The 72-lap race was won by home favourite Alain Prost, driving a Williams-Renault, after he started from second position. Prost's British teammate Damon Hill finished second, having started from pole position and led the first 26 laps, with German Michael Schumacher third in a Benetton-Ford. With Prost's Brazilian rival Ayrton Senna finishing fourth in his McLaren-Ford, Prost extended his lead in the Drivers' Championship to 12 points.

The race marked Prost's 100th Formula One podium, making him the first driver to achieve the milestone. It was also the last Grand Prix for Fabrizio Barbazza.

This was the first race to feature BBC commentary from Jonathan Palmer, replacing James Hunt after his death following the Canadian Grand Prix. Palmer would partner Murray Walker until the conclusion of the 1996 season when the television rights went to ITV for 1997.

==Qualifying report==
With local hero Alain Prost taking pole position in all of the previous seven races, there was a massive turnout for qualifying where the Williams were usually dominant. The Williams did take 1-2 in qualifying, but it was Damon Hill who took his first Formula One pole, 0.142 seconds ahead of Prost. The Ligier team, in its home race, filled the second row with Martin Brundle ahead of Mark Blundell, and thus completed a 1-2-3-4 for Renault-powered cars.
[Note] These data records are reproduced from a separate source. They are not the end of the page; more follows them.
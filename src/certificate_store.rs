//! Certificate store
//!
//! Read-only view over a sealed credential container: an ordered set of
//! aliased certificate/private-key entries. All entries are enumerated
//! eagerly at open time; enumeration order is the container's native entry
//! order and is stable across repeated opens of the same file.

use std::collections::HashMap;
use std::fs;
use std::io;
use std::path::Path;

use openssl::pkey::{Id, PKey, Private};
use openssl::x509::X509;

use crate::container;
use crate::error::StoreError;

#[derive(Debug)]
struct StoreEntry {
    certificate: X509,
    // PKCS#8 PEM, still encrypted under the per-key passphrase
    key_pem: Vec<u8>,
}

/// A loaded, immutable certificate store.
///
/// Holds one certificate and one passphrase-protected private key per alias.
/// Private keys stay encrypted until [`CertificateStore::private_key_for`]
/// is called with the matching per-key passphrase.
#[derive(Debug)]
pub struct CertificateStore {
    aliases: Vec<String>,
    entries: HashMap<String, StoreEntry>,
}

impl CertificateStore {
    /// Open the store at `path`, decrypting the container with `passphrase`.
    ///
    /// # Errors
    ///
    /// * [`StoreError::NotFound`] - no container file at `path`
    /// * [`StoreError::BadPassphrase`] - the container failed to authenticate
    /// * [`StoreError::Malformed`] - structural corruption (framing, tar
    ///   members, certificate PEM)
    pub fn open<P: AsRef<Path>>(path: P, passphrase: &str) -> Result<Self, StoreError> {
        let path = path.as_ref();
        tracing::info!("Opening certificate store {}", path.display());

        let sealed = fs::read(path).map_err(|e| match e.kind() {
            io::ErrorKind::NotFound => StoreError::NotFound(path.to_path_buf()),
            _ => StoreError::Io(e),
        })?;

        let mut aliases = Vec::new();
        let mut entries = HashMap::new();
        for entry in container::unseal(&sealed, passphrase)? {
            let certificate = X509::from_pem(&entry.certificate_pem).map_err(|e| {
                StoreError::Malformed(format!(
                    "unparseable certificate for alias '{}': {}",
                    entry.alias, e
                ))
            })?;
            aliases.push(entry.alias.clone());
            entries.insert(
                entry.alias,
                StoreEntry {
                    certificate,
                    key_pem: entry.key_pem,
                },
            );
        }

        tracing::debug!("Certificate store holds {} entries", aliases.len());
        Ok(Self { aliases, entries })
    }

    /// Aliases in store enumeration order.
    pub fn aliases(&self) -> &[String] {
        &self.aliases
    }

    /// The certificate stored under `alias`.
    pub fn certificate_for(&self, alias: &str) -> Result<&X509, StoreError> {
        self.entries
            .get(alias)
            .map(|entry| &entry.certificate)
            .ok_or_else(|| StoreError::UnknownAlias(alias.to_string()))
    }

    /// All `(alias, certificate)` pairs in store enumeration order.
    pub fn certificates(&self) -> impl Iterator<Item = (&str, &X509)> + '_ {
        self.aliases
            .iter()
            .map(|alias| (alias.as_str(), &self.entries[alias].certificate))
    }

    /// Decrypt and return the private key stored under `alias`.
    ///
    /// # Errors
    ///
    /// * [`StoreError::UnknownAlias`] - no entry under `alias`
    /// * [`StoreError::BadKeyPassphrase`] - `key_passphrase` failed to
    ///   decrypt the key material
    /// * [`StoreError::UnsupportedKeyAlgorithm`] - the key is not RSA and
    ///   cannot drive the configured signature algorithm
    pub fn private_key_for(
        &self,
        alias: &str,
        key_passphrase: &str,
    ) -> Result<PKey<Private>, StoreError> {
        let entry = self
            .entries
            .get(alias)
            .ok_or_else(|| StoreError::UnknownAlias(alias.to_string()))?;

        let key =
            PKey::private_key_from_pem_passphrase(&entry.key_pem, key_passphrase.as_bytes())
                .map_err(|_| StoreError::BadKeyPassphrase(alias.to_string()))?;

        if key.id() != Id::RSA {
            return Err(StoreError::UnsupportedKeyAlgorithm(alias.to_string()));
        }
        Ok(key)
    }

    /// Number of entries in the store.
    pub fn len(&self) -> usize {
        self.aliases.len()
    }

    pub fn is_empty(&self) -> bool {
        self.aliases.is_empty()
    }
}
//! DocSign - Keystore-Backed Document Signing
//!
//! A document-signing and signature-verification library backed by a
//! passphrase-protected certificate store. A store holds zero or more
//! aliased certificate/private-key entries; callers select a private key by
//! alias, sign arbitrary documents with it, and verify candidate signatures
//! against every public key the store holds.
//!
//! # Overview
//!
//! Two components, loaded bottom-up:
//!
//! ```text
//! CertificateStore (sealed container on disk)
//!   └── SignatureEngine (selected key + ordered public-key set)
//! ```
//!
//! - [`CertificateStore`] opens the sealed container, eagerly enumerates its
//!   aliased entries, and exposes certificates plus alias-scoped private-key
//!   retrieval. Private keys stay encrypted under their per-key passphrases
//!   until requested.
//! - [`SignatureEngine`] extracts every public key at construction, binds at
//!   most one private key via [`SignatureEngine::use_key`], signs with
//!   SHA-256/RSA (PKCS#1 v1.5), and verifies with any-of-N semantics: a
//!   signature is valid if at least one stored key validates it.
//!
//! # Quick Start
//!
//! ```no_run
//! use docsign::{CertificateStore, SignatureEngine};
//! # use anyhow::Result;
//! # fn example() -> Result<()> {
//!
//! let store = CertificateStore::open("input/client.store", "rcpxrcpx")?;
//! let mut engine = SignatureEngine::new(&store)?;
//! engine.use_key("client", "rcpx")?;
//!
//! let signature = engine.sign_document(b"some text document")?;
//! assert_eq!(signature.len(), 256);
//! assert!(engine.verify(b"some text document", &signature)?);
//! # Ok(())
//! # }
//! ```
//!
//! # Module Overview
//!
//! ## [`certificate_store`]
//!
//! Read-only, eagerly-loaded view over the sealed container. Enumeration
//! order is the container's entry order and is stable across repeated opens.
//!
//! ## [`signature_engine`]
//!
//! The signing/verification core: algorithm binding, key selection with
//! last-write-wins rebinding, deterministic PKCS#1 v1.5 signing, and the
//! ordered any-of-N verification probe.
//!
//! ## [`container`]
//!
//! The on-disk store format: a tar archive of per-alias PEM entries sealed
//! with AES-GCM-256 under a PBKDF2-derived key. `container::seal` is the
//! write side used to produce store files.
//!
//! ## [`signature_archive`]
//!
//! Packages a signed document and its detached signature into a tar archive
//! for distribution.
//!
//! # Error Handling
//!
//! Store and engine operations return typed errors ([`StoreError`],
//! [`EngineError`]); every failure is routine and recoverable, surfaced to
//! the immediate caller. A signature that fails to validate is NOT an
//! error: [`SignatureEngine::verify`] returns `Ok(false)` for it and raises
//! only when the candidate's length is structurally wrong.

pub mod certificate_store;
pub mod config;
pub mod container;
pub mod error;
pub mod signature_archive;
pub mod signature_engine;

#[cfg(test)]
pub(crate) mod test_support;

pub use certificate_store::CertificateStore;
pub use error::{EngineError, StoreError};
pub use signature_engine::{SignatureAlgorithm, SignatureEngine, RSA_2048_SIGNATURE_SIZE};
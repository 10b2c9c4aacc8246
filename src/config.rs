use std::fs;
use std::path::PathBuf;

use anyhow::{Context, Result};
use serde::Deserialize;

use crate::signature_engine::SignatureAlgorithm;

#[derive(Debug, Deserialize, Clone)]
pub struct AppConfig {
    pub store: StoreConfig,
    pub signing: SigningConfig,
    #[serde(default)]
    pub output: OutputConfig,
}

#[derive(Debug, Deserialize, Clone)]
pub struct StoreConfig {
    pub path: PathBuf,
    pub passphrase: String,
}

#[derive(Debug, Deserialize, Clone)]
pub struct SigningConfig {
    pub key_alias: String,
    pub key_passphrase: String,
    pub document: PathBuf,
    #[serde(default)]
    pub algorithm: SignatureAlgorithm,
}

#[derive(Debug, Deserialize, Clone)]
pub struct OutputConfig {
    #[serde(default = "default_archive_path")]
    pub archive_path: PathBuf,
}

impl Default for OutputConfig {
    fn default() -> Self {
        Self {
            archive_path: default_archive_path(),
        }
    }
}

fn default_archive_path() -> PathBuf {
    PathBuf::from("target/signed_documents.tar")
}

impl AppConfig {
    /// Load configuration from a TOML file
    pub fn from_file(path: &str) -> Result<Self> {
        let config_str =
            fs::read_to_string(path).context(format!("Failed to read config file: {}", path))?;

        let config: AppConfig =
            toml::from_str(&config_str).context("Failed to parse config file")?;

        Ok(config)
    }

    /// Load configuration with default path (config.toml)
    pub fn load() -> Result<Self> {
        Self::from_file("config.toml")
    }
}

#[cfg(test)]
mod tests {
    use super::*;

    #[test]
    fn test_parse_full_config() {
        let config: AppConfig = toml::from_str(
            r#"
            [store]
            path = "input/client.store"
            passphrase = "rcpxrcpx"

            [signing]
            key_alias = "client"
            key_passphrase = "rcpx"
            document = "input/lorem_ipsum.txt"
            algorithm = "sha512-rsa"

            [output]
            archive_path = "out/signed.tar"
            "#,
        )
        .unwrap();

        assert_eq!(config.signing.key_alias, "client");
        assert_eq!(config.signing.algorithm, SignatureAlgorithm::Sha512Rsa);
        assert_eq!(config.output.archive_path, PathBuf::from("out/signed.tar"));
    }

    #[test]
    fn test_defaults_apply() {
        let config: AppConfig = toml::from_str(
            r#"
            [store]
            path = "input/client.store"
            passphrase = "rcpxrcpx"

            [signing]
            key_alias = "client"
            key_passphrase = "rcpx"
            document = "input/lorem_ipsum.txt"
            "#,
        )
        .unwrap();

        assert_eq!(config.signing.algorithm, SignatureAlgorithm::Sha256Rsa);
        assert_eq!(
            config.output.archive_path,
            PathBuf::from("target/signed_documents.tar")
        );
    }
}
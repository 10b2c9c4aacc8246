//! Error types for the certificate store and the signature engine.

use std::path::PathBuf;

use thiserror::Error;

/// Failures raised while opening or querying a certificate store.
#[derive(Debug, Error)]
pub enum StoreError {
    #[error("certificate store not found: {0}")]
    NotFound(PathBuf),

    #[error("store passphrase rejected")]
    BadPassphrase,

    #[error("malformed certificate store: {0}")]
    Malformed(String),

    #[error("unknown alias: {0}")]
    UnknownAlias(String),

    #[error("key passphrase rejected for alias '{0}'")]
    BadKeyPassphrase(String),

    #[error("key for alias '{0}' is not usable with the configured signature algorithm")]
    UnsupportedKeyAlgorithm(String),

    #[error("certificate for alias '{0}' yields no usable public key")]
    NoUsablePublicKey(String),

    #[error("I/O error: {0}")]
    Io(#[from] std::io::Error),

    #[error("crypto error: {0}")]
    Crypto(#[from] openssl::error::ErrorStack),
}

/// Failures raised by signature engine operations.
///
/// A signature that simply does not validate is NOT an error: `verify`
/// reports that as `Ok(false)`. Only structural violations (wrong candidate
/// length) and precondition violations (no key selected, empty document)
/// raise.
#[derive(Debug, Error)]
pub enum EngineError {
    #[error("no signing key selected")]
    NoKeySelected,

    #[error("store returned an unusable signing key for alias '{0}'")]
    NullKeyRejected(String),

    #[error("refusing to sign an empty document")]
    EmptyDocument,

    #[error("invalid signature length: expected {expected} bytes, got {actual}")]
    InvalidSignatureLength { expected: usize, actual: usize },

    #[error(transparent)]
    Store(#[from] StoreError),

    #[error("crypto error: {0}")]
    Crypto(#[from] openssl::error::ErrorStack),
}
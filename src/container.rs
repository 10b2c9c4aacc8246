//! Sealed credential container
//!
//! The on-disk format behind [`crate::CertificateStore`]. The payload is a
//! tar archive holding two members per alias, in store enumeration order:
//!
//! ```text
//! <alias>.cert.pem   X.509 certificate, PEM
//! <alias>.key.pem    PKCS#8 private key PEM, encrypted under the per-key passphrase
//! ```
//!
//! The whole payload is sealed with AES-GCM-256 under a key derived from the
//! store passphrase with PBKDF2-HMAC-SHA256:
//!
//! ```text
//! [Salt (16)]
//! [Nonce (12)]
//! [Authentication Tag (16)]
//! [Payload Length (4 bytes, u32 LE)]
//! [Encrypted Payload (variable, AES-GCM encrypted tar)]
//! ```
//!
//! GCM authenticates the payload, so a wrong passphrase and a tampered body
//! are indistinguishable: both fail tag verification and surface as
//! [`StoreError::BadPassphrase`]. Everything structurally wrong before the
//! tag check is [`StoreError::Malformed`].

use std::io::Read;

use openssl::hash::MessageDigest;
use openssl::symm::Cipher;

use crate::error::StoreError;

/// Size of the PBKDF2 salt (128 bits = 16 bytes)
pub const SALT_SIZE: usize = 16;
/// Size of the AES-GCM nonce (96 bits = 12 bytes)
pub const NONCE_SIZE: usize = 12;
/// Size of the AES-GCM authentication tag (128 bits = 16 bytes)
pub const TAG_SIZE: usize = 16;
/// Size of the payload length field in the sealed format (u32 = 4 bytes)
pub const PAYLOAD_LEN_SIZE: usize = 4;

const AES_256_KEY_SIZE: usize = 32;
const PBKDF2_ROUNDS: usize = 100_000;

const CERT_SUFFIX: &str = ".cert.pem";
const KEY_SUFFIX: &str = ".key.pem";

/// One aliased entry of the container: a certificate plus its
/// passphrase-protected private key, both PEM.
#[derive(Debug, Clone)]
pub struct ContainerEntry {
    pub alias: String,
    pub certificate_pem: Vec<u8>,
    pub key_pem: Vec<u8>,
}

/// Seal `entries` into the container byte format. Entry order is preserved
/// and becomes the store enumeration order on [`unseal`].
pub fn seal(entries: &[ContainerEntry], passphrase: &str) -> Result<Vec<u8>, StoreError> {
    let payload = pack_entries(entries)?;
    seal_payload(&payload, passphrase)
}

/// Unseal container bytes and return its entries in enumeration order.
pub fn unseal(sealed: &[u8], passphrase: &str) -> Result<Vec<ContainerEntry>, StoreError> {
    let payload = open_payload(sealed, passphrase)?;
    unpack_entries(&payload)
}

pub(crate) fn seal_payload(payload: &[u8], passphrase: &str) -> Result<Vec<u8>, StoreError> {
    let mut salt = [0u8; SALT_SIZE];
    openssl::rand::rand_bytes(&mut salt)?;
    let mut nonce = [0u8; NONCE_SIZE];
    openssl::rand::rand_bytes(&mut nonce)?;

    let key = derive_key(passphrase, &salt)?;
    let mut tag = [0u8; TAG_SIZE];
    let ciphertext = openssl::symm::encrypt_aead(
        Cipher::aes_256_gcm(),
        &key,
        Some(&nonce),
        &[],
        payload,
        &mut tag,
    )?;

    let mut sealed = Vec::with_capacity(
        SALT_SIZE + NONCE_SIZE + TAG_SIZE + PAYLOAD_LEN_SIZE + ciphertext.len(),
    );
    sealed.extend_from_slice(&salt);
    sealed.extend_from_slice(&nonce);
    sealed.extend_from_slice(&tag);
    sealed.extend_from_slice(&(ciphertext.len() as u32).to_le_bytes());
    sealed.extend_from_slice(&ciphertext);
    Ok(sealed)
}

fn open_payload(sealed: &[u8], passphrase: &str) -> Result<Vec<u8>, StoreError> {
    let mut offset = 0;

    if sealed.len() < SALT_SIZE + NONCE_SIZE + TAG_SIZE + PAYLOAD_LEN_SIZE {
        return Err(StoreError::Malformed(
            "sealed container too short to contain its header".to_string(),
        ));
    }

    let salt = &sealed[offset..offset + SALT_SIZE];
    offset += SALT_SIZE;

    let nonce = &sealed[offset..offset + NONCE_SIZE];
    offset += NONCE_SIZE;

    let tag = &sealed[offset..offset + TAG_SIZE];
    offset += TAG_SIZE;

    let payload_len = u32::from_le_bytes(
        sealed[offset..offset + PAYLOAD_LEN_SIZE]
            .try_into()
            .expect("slice has PAYLOAD_LEN_SIZE bytes"),
    ) as usize;
    offset += PAYLOAD_LEN_SIZE;

    if sealed.len() - offset != payload_len {
        return Err(StoreError::Malformed(format!(
            "sealed container payload length mismatch: header says {}, found {}",
            payload_len,
            sealed.len() - offset
        )));
    }

    let key = derive_key(passphrase, salt)?;
    openssl::symm::decrypt_aead(
        Cipher::aes_256_gcm(),
        &key,
        Some(nonce),
        &[],
        &sealed[offset..],
        tag,
    )
    .map_err(|_| StoreError::BadPassphrase)
}

fn derive_key(passphrase: &str, salt: &[u8]) -> Result<[u8; AES_256_KEY_SIZE], StoreError> {
    let mut key = [0u8; AES_256_KEY_SIZE];
    openssl::pkcs5::pbkdf2_hmac(
        passphrase.as_bytes(),
        salt,
        PBKDF2_ROUNDS,
        MessageDigest::sha256(),
        &mut key,
    )?;
    Ok(key)
}

fn pack_entries(entries: &[ContainerEntry]) -> Result<Vec<u8>, StoreError> {
    let mut builder = tar::Builder::new(Vec::new());
    for entry in entries {
        append_member(
            &mut builder,
            &format!("{}{}", entry.alias, CERT_SUFFIX),
            &entry.certificate_pem,
        )?;
        append_member(
            &mut builder,
            &format!("{}{}", entry.alias, KEY_SUFFIX),
            &entry.key_pem,
        )?;
    }
    Ok(builder.into_inner()?)
}

fn append_member(
    builder: &mut tar::Builder<Vec<u8>>,
    name: &str,
    data: &[u8],
) -> Result<(), StoreError> {
    let mut header = tar::Header::new_gnu();
    header.set_size(data.len() as u64);
    header.set_mode(0o400); // Read-only permissions
    header.set_cksum();
    builder.append_data(&mut header, name, data)?;
    Ok(())
}

fn unpack_entries(payload: &[u8]) -> Result<Vec<ContainerEntry>, StoreError> {
    // First-seen order of aliases is the enumeration order
    let mut aliases: Vec<String> = Vec::new();
    let mut partial: Vec<(Option<Vec<u8>>, Option<Vec<u8>>)> = Vec::new();

    let mut archive = tar::Archive::new(payload);
    let members = archive
        .entries()
        .map_err(|e| StoreError::Malformed(format!("unreadable container payload: {}", e)))?;

    for member in members {
        let mut member =
            member.map_err(|e| StoreError::Malformed(format!("corrupt container member: {}", e)))?;

        match member.header().entry_type() {
            tar::EntryType::Regular => {}
            _ => {
                // Skip non-regular files
                continue;
            }
        }

        let file_name = member
            .path()
            .map_err(|e| StoreError::Malformed(format!("corrupt member path: {}", e)))?
            .file_name()
            .and_then(|name| name.to_str())
            .unwrap_or("")
            .to_string();

        let mut data = Vec::new();
        member
            .read_to_end(&mut data)
            .map_err(|e| StoreError::Malformed(format!("truncated member '{}': {}", file_name, e)))?;

        let (alias, slot_is_cert) = if let Some(alias) = file_name.strip_suffix(CERT_SUFFIX) {
            (alias.to_string(), true)
        } else if let Some(alias) = file_name.strip_suffix(KEY_SUFFIX) {
            (alias.to_string(), false)
        } else {
            return Err(StoreError::Malformed(format!(
                "unexpected container member '{}'",
                file_name
            )));
        };

        let index = match aliases.iter().position(|a| *a == alias) {
            Some(index) => index,
            None => {
                aliases.push(alias.clone());
                partial.push((None, None));
                partial.len() - 1
            }
        };

        let slot = if slot_is_cert {
            &mut partial[index].0
        } else {
            &mut partial[index].1
        };
        if slot.is_some() {
            return Err(StoreError::Malformed(format!(
                "duplicate alias '{}' in container",
                alias
            )));
        }
        *slot = Some(data);
    }

    aliases
        .into_iter()
        .zip(partial)
        .map(|(alias, slots)| match slots {
            (Some(certificate_pem), Some(key_pem)) => Ok(ContainerEntry {
                alias,
                certificate_pem,
                key_pem,
            }),
            (None, _) => Err(StoreError::Malformed(format!(
                "alias '{}' has no certificate member",
                alias
            ))),
            (_, None) => Err(StoreError::Malformed(format!(
                "alias '{}' has no private key member",
                alias
            ))),
        })
        .collect()
}
//! Packages a signed document together with its detached signature into a
//! tar archive. The signature is written as an opaque blob next to the
//! document, named `<document>.sig` by convention.

use std::fs::File;
use std::path::Path;

use anyhow::{anyhow, Context, Result};
use tar::{Builder, Header};

/// Tar archive writer for signed-document bundles.
pub struct SignatureArchive {
    builder: Builder<File>,
}

impl std::fmt::Debug for SignatureArchive {
    fn fmt(&self, f: &mut std::fmt::Formatter<'_>) -> std::fmt::Result {
        f.debug_struct("SignatureArchive").finish_non_exhaustive()
    }
}

impl SignatureArchive {
    /// Create a new archive at `path`, truncating any existing file.
    pub fn create<P: AsRef<Path>>(path: P) -> Result<Self> {
        let path = path.as_ref();
        let file = File::create(path)
            .with_context(|| format!("Failed to create archive at {}", path.display()))?;
        Ok(Self {
            builder: Builder::new(file),
        })
    }

    /// Append an existing file under its bare file name.
    pub fn append_file<P: AsRef<Path>>(&mut self, path: P) -> Result<()> {
        let path = path.as_ref();
        let name = path
            .file_name()
            .and_then(|name| name.to_str())
            .ok_or_else(|| anyhow!("Archive member has no usable file name: {}", path.display()))?;

        let mut file = File::open(path)
            .with_context(|| format!("Failed to open archive member {}", path.display()))?;
        self.builder
            .append_file(name, &mut file)
            .with_context(|| format!("Failed to append file {} to archive", name))
    }

    /// Append a raw signature blob as the member `name`.
    pub fn append_signature(&mut self, name: &str, signature: &[u8]) -> Result<()> {
        let mut header = Header::new_gnu();
        header.set_size(signature.len() as u64);
        header.set_mode(0o400); // Read-only permissions
        header.set_cksum();
        self.builder
            .append_data(&mut header, name, signature)
            .with_context(|| format!("Failed to append signature {} to archive", name))
    }

    /// Write the trailing archive blocks and close the file. Dropping the
    /// archive without calling this leaves it unterminated.
    pub fn finish(mut self) -> Result<()> {
        self.builder.finish().context("Failed to finalize archive")
    }
}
Ayrton Senna in the McLaren and Jean Alesi in the Ferrari were on the third row, Michael Schumacher in the Benetton and Rubens Barrichello in the Jordan made up the fourth, and the Larrousse team, also contesting its home race, took up the fifth with Érik Comas ahead of Philippe Alliot. For the fourth time in five races, Michele Alboreto came last in his Lola and thus failed to qualify.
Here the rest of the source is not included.